For they layman (like me), you can run some numbers here:

http://xaonon.dyndns.org/hawking/

a 1 earth mass black-hole (about the size of a ping-pong ball) would radiate so little energy that it would easily destroy the earth, even from a low orbit. It might take some time to devour it, but no question, it would destroy and eat the earth.

a black hole about 1/2 the mass of the moon (this would have the size of a small grain of sand, about 1/10th of a MM in diameter), this would be about temperature stable in the backround radiation of the universe, it would add as much energy as it would radiate off, but on earth, it would see much higher temperatures and would add mass, and in time, devour the earth.

But we'd see the effects long before then. A black hole, 1/2 the mass of the moon would exert 3 G forces at 300 KM, so that that means is it would effectively tear apart an Arizona sized hole, 300 KM deep, wherever it was - now it wouldn't eat that matter right away, but it would pull it apart. Deeper in the earth the effect would be smaller, but the hole would move around with relative ease, basically tearing apart the earth as it moved.

If we look at something more manageable, say, G-force would be 1 G and 1 meter, so it would only be very locally disruptive, like if that fell on your house it would tear a hole through it, but could leave most of the house standing. A 1.5E11 KG black hole, about the mass of 50 empire state buildings. A black hole like this would radiate significant heat, temperature nearly a trillion Kelvin (link above), but passing through the earth it might absorb about as much as it gave off - that's kind of a ballpark guess. Something around that size, in the range of a 150 billion KG. A black hole that size would have a life of about 8 billion years in empty space, and it might be able to eat the earth if it was on the surface/in the core.
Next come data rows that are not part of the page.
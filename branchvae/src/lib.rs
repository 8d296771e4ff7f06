//! Image and array I/O for the command line interface.
//!
//! Model inputs stack one image per branch along the channel axis, with pixel
//! values mapped from `[0, 255]` to `[-1, 1]`. Model outputs are split back into
//! one image per decoder.
use std::{
    ffi::OsStr,
    path::{Path, PathBuf},
};

use image::{
    imageops::FilterType, io::Reader as ImageReader, DynamicImage, GenericImageView, GrayImage, Luma, Rgb, RgbImage,
};
use log::{info, warn};
use ml::{
    patches::{patchify, unpatchify},
    ModelConfig, ModelError,
};
use ndarray::{concatenate, s, stack, Array3, ArrayView3, Axis, ShapeError};
use ndarray_npy::{read_npy, ReadNpyError};
use nshare::ToNdarray3;
use thiserror::Error;

#[derive(Error, Debug)]
pub enum InputError {
    #[error("{0:?} has an unrecognized type. Only .jpg, .png and .npy are supported")]
    UnsupportedFormat(PathBuf),
    #[error("Could not read image")]
    ImageError(#[from] image::ImageError),
    #[error("Could not read array")]
    NpyError(#[from] ReadNpyError),
    #[error("Cannot convert {0} channels to an image, only 1 (gray) and 3 (rgb) are supported")]
    ChannelCount(usize),
    #[error("Expected 1 or {expected} input images (one per branch), got {actual}")]
    BranchCount { expected: usize, actual: usize },
    #[error("Branch images do not fit together")]
    ShapeError(#[from] ShapeError),
    #[error("Cannot split input into patches")]
    PatchError(#[from] ModelError),
}

pub type InputResult<T> = Result<T, InputError>;

/// Maps a pixel value to the model's input range `[-1, 1]`.
pub fn from_pixel(x: u8) -> f32 {
    x as f32 / 127.5 - 1.0
}

/// Turns output from neural net into a pixel value, performs postprocessing
pub fn to_pixel(x: &f32) -> u8 {
    ((x.clamp(-1.0, 1.0) + 1.0) * 127.5).round() as u8
}

/// Returns the image as `(channels, height, width)` array in `[-1, 1]`,
/// ready to be put into an encoder. `channels` is 1 for grayscale, 3 for rgb.
pub fn image_to_ndarray(img: &DynamicImage, channels: usize) -> InputResult<Array3<f32>> {
    match channels {
        3 => Ok(img.to_rgb8().into_ndarray3().mapv(from_pixel)),
        1 => {
            let gray = img.to_luma8();
            let (width, height) = gray.dimensions();
            Ok(Array3::from_shape_fn(
                (1, height as usize, width as usize),
                |(_, i, j)| from_pixel(gray.get_pixel(j as u32, i as u32)[0]),
            ))
        }
        c => Err(InputError::ChannelCount(c)),
    }
}

/// Turns a `(channels, height, width)` array of pixel values into an image.
pub fn array_to_image(arr: ArrayView3<u8>) -> InputResult<DynamicImage> {
    let (channels, height, width) = arr.dim();
    let (w, h) = (width as u32, height as u32);
    match channels {
        3 => Ok(DynamicImage::ImageRgb8(RgbImage::from_fn(w, h, |x, y| {
            let (x, y) = (x as usize, y as usize);
            Rgb([arr[[0, y, x]], arr[[1, y, x]], arr[[2, y, x]]])
        }))),
        1 => Ok(DynamicImage::ImageLuma8(GrayImage::from_fn(w, h, |x, y| {
            Luma([arr[[0, y as usize, x as usize]]])
        }))),
        c => Err(InputError::ChannelCount(c)),
    }
}

/// Reads one branch image and scales it to the model's input size.
fn read_branch_image(path: &Path, config: &ModelConfig) -> InputResult<Array3<f32>> {
    let mut img = ImageReader::open(path)
        .map_err(image::ImageError::IoError)?
        .decode()?;
    let size = config.im_size as u32;
    if img.width() != size || img.height() != size {
        warn!(
            "Resizing {:?} from {}x{} to {}x{}",
            path,
            img.width(),
            img.height(),
            size,
            size
        );
        img = img.resize_exact(size, size, FilterType::Triangle);
    }
    image_to_ndarray(&img, config.in_chans)
}

/// Builds a model input from the given files.
///
/// A single `.npy` file is taken as the complete input. Otherwise there must be
/// one image per branch, or a single image that is shared by all branches.
pub fn load_input(paths: &[PathBuf], config: &ModelConfig) -> InputResult<Array3<f32>> {
    let is_npy = |p: &PathBuf| p.extension().and_then(OsStr::to_str) == Some("npy");
    if let [path] = paths {
        if is_npy(path) {
            return Ok(read_npy(path)?);
        }
    }
    if paths.len() != 1 && paths.len() != config.num_branch {
        return Err(InputError::BranchCount {
            expected: config.num_branch,
            actual: paths.len(),
        });
    }

    let mut branches = Vec::with_capacity(paths.len());
    for path in paths {
        match path.extension().and_then(OsStr::to_str) {
            Some("png") | Some("jpg") | Some("jpeg") => {
                branches.push(read_branch_image(path, config)?)
            }
            _ => return Err(InputError::UnsupportedFormat(path.clone())),
        }
    }
    if branches.len() == 1 && config.num_branch > 1 {
        info!("Using {:?} for all {} branches", paths[0], config.num_branch);
        branches = vec![branches[0].clone(); config.num_branch];
    }
    stack_branches(&branches)
}

/// Concatenates per-branch images along the channel axis.
pub fn stack_branches(branches: &[Array3<f32>]) -> InputResult<Array3<f32>> {
    let views: Vec<_> = branches.iter().map(|b| b.view()).collect();
    Ok(concatenate(Axis(0), &views)?)
}

/// Splits a model output into the images of its `num_branch` decoders.
pub fn split_branches(arr: &Array3<f32>, num_branch: usize) -> Vec<ArrayView3<f32>> {
    let per_branch = arr.len_of(Axis(0)) / num_branch;
    (0..num_branch)
        .map(|i| arr.slice(s![i * per_branch..(i + 1) * per_branch, .., ..]))
        .collect()
}

/// Splits every branch of a model input into transformer patches,
/// giving `(num_branch, tokens_per_branch, patch_size^2 * in_chans)`.
pub fn branch_patches(arr: &Array3<f32>, config: &ModelConfig) -> InputResult<Array3<f32>> {
    let patches = split_branches(arr, config.num_branch)
        .into_iter()
        .map(|branch| patchify(&branch.to_owned(), config.patch_size))
        .collect::<Result<Vec<_>, _>>()?;
    let views: Vec<_> = patches.iter().map(|p| p.view()).collect();
    Ok(stack(Axis(0), &views)?)
}

/// Inverse of [`branch_patches`].
pub fn patches_to_branches(
    patches: &Array3<f32>,
    config: &ModelConfig,
) -> InputResult<Array3<f32>> {
    let branches = patches
        .outer_iter()
        .map(|p| unpatchify(&p.to_owned(), config.patch_size, config.in_chans))
        .collect::<Result<Vec<_>, _>>()?;
    stack_branches(&branches)
}

/// Writes one png per decoder, named `<prefix>-branch<i>.png`, and returns their paths.
pub fn save_branches(
    arr: &Array3<f32>,
    num_branch: usize,
    dir: &Path,
    prefix: &str,
) -> InputResult<Vec<PathBuf>> {
    let mut written = Vec::with_capacity(num_branch);
    for (i, branch) in split_branches(arr, num_branch).into_iter().enumerate() {
        let pixels = branch.map(to_pixel);
        let path = dir.join(format!("{}-branch{}.png", prefix, i));
        array_to_image(pixels.view())?.save(&path)?;
        info!("Wrote {:?}", path);
        written.push(path);
    }
    Ok(written)
}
I think, somewhere roughly in that range. It's worth pointing out that a black hole that size, it it was in space, it would likely just fly through the earth, not got caught in the earth's gravity and the damage would be far less.

Also, they don't think primordial black holes exist. They've given up the search.

http://www.nature.com/news/search-for-primordial-black-holes-called-off-1.14551

Finally, where it appeared wouldn't matter as much as what it's orbit was. Inside the earth it would interact with more matter than in the atmosphere. Theoretically a black hole in the atmosphere but at orbital speed, could stay in a stable atmospheric orbit for some time. In orbit, far enough away from the earth so it wouldn't absorb earth matter, there would still be potential tidal issues. A moon mass black hole in orbit, 10 times closer than the moon (24,000 miles) would have 100 times the tidal effects than the moon currently has - the oceans would rise and fall about a couple hundred feet with each orbit. At 24,000 miles it would be close to a geosynchronous speed, so you'd only see the high tide every 5 days or so, but that much tidal force might make the earth close to unlivable. Earthquakes and Weather changes.

Hope my layman's answer isn't too wordy. Interesting question.